Collected data:
..............................

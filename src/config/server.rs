//! Server configuration types
//!
//! Defines the main configuration structures for the Socksd server.

use super::TcpConfig;
use crate::error::SocksdError;
use serde::{Deserialize, Serialize};
use std::time::Duration;

fn default_host() -> String {
    "localhost".to_string()
}

fn default_port() -> u16 {
    1080
}

fn default_backlog() -> u32 {
    128
}

/// Root configuration structure
#[derive(Debug, Serialize, Deserialize, Clone, Default, PartialEq, Eq)]
pub struct Config {
    /// Listener configuration
    #[serde(default)]
    pub server: ServerConfig,

    /// SOCKS5 protocol configuration
    #[serde(default)]
    pub socks: SocksConfig,
}

impl Config {
    /// Validate the configuration
    pub fn validate(&self) -> Result<(), SocksdError> {
        self.server.validate()?;
        self.socks.validate()
    }
}

/// Listener configuration
#[derive(Debug, Serialize, Deserialize, Clone, PartialEq, Eq)]
pub struct ServerConfig {
    /// Host name or address to bind
    #[serde(default = "default_host")]
    pub host: String,

    /// Port to bind (0 picks an ephemeral port)
    #[serde(default = "default_port")]
    pub port: u16,

    /// Listen backlog
    #[serde(default = "default_backlog")]
    pub backlog: u32,

    /// Socket options for accepted and upstream connections
    #[serde(default)]
    pub tcp: TcpConfig,
}

impl Default for ServerConfig {
    fn default() -> Self {
        Self {
            host: default_host(),
            port: default_port(),
            backlog: default_backlog(),
            tcp: TcpConfig::default(),
        }
    }
}

impl ServerConfig {
    /// `host:port` string suitable for resolution
    pub fn bind_addr(&self) -> String {
        if self.host.contains(':') && !self.host.starts_with('[') {
            format!("[{}]:{}", self.host, self.port)
        } else {
            format!("{}:{}", self.host, self.port)
        }
    }

    /// Validate the listener configuration
    pub fn validate(&self) -> Result<(), SocksdError> {
        if self.host.trim().is_empty() {
            return Err(SocksdError::Config("Listen host must not be empty".to_string()));
        }
        Ok(())
    }
}

/// Default outbound connect timeout in seconds
fn default_connect_timeout() -> u64 {
    5
}

/// Default relay chunk size
fn default_relay_buffer_size() -> usize {
    4096
}

/// SOCKS5 protocol configuration
#[derive(Debug, Serialize, Deserialize, Clone, PartialEq, Eq)]
pub struct SocksConfig {
    /// Outbound connect timeout in seconds (covers resolution and dial)
    #[serde(default = "default_connect_timeout")]
    pub connect_timeout: u64,

    /// Tunnel idle timeout in seconds (0 = no idle timeout)
    #[serde(default)]
    pub idle_timeout: u64,

    /// Chunk size used by the tunnel relay
    #[serde(default = "default_relay_buffer_size")]
    pub relay_buffer_size: usize,

    /// Map connect failures to distinct reply codes instead of always
    /// answering "host unreachable"
    #[serde(default)]
    pub detailed_reply_codes: bool,
}

impl Default for SocksConfig {
    fn default() -> Self {
        Self {
            connect_timeout: default_connect_timeout(),
            idle_timeout: 0,
            relay_buffer_size: default_relay_buffer_size(),
            detailed_reply_codes: false,
        }
    }
}

impl SocksConfig {
    /// Outbound connect timeout
    pub fn connect_timeout(&self) -> Duration {
        Duration::from_secs(self.connect_timeout)
    }

    /// Tunnel idle timeout, if enabled
    pub fn idle_timeout(&self) -> Option<Duration> {
        (self.idle_timeout > 0).then(|| Duration::from_secs(self.idle_timeout))
    }

    /// Validate the configuration
    pub fn validate(&self) -> Result<(), SocksdError> {
        if self.connect_timeout == 0 {
            return Err(SocksdError::Config(
                "connect_timeout must be greater than zero".to_string(),
            ));
        }
        if self.relay_buffer_size == 0 {
            return Err(SocksdError::Config(
                "relay_buffer_size must be greater than zero".to_string(),
            ));
        }
        Ok(())
    }
}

..............................

**INSTRUCTIONS TO FOLLOW**
Only a number is wanted here: how many lines above hold the string "format"?

**EXERCISE OUTPUT**
2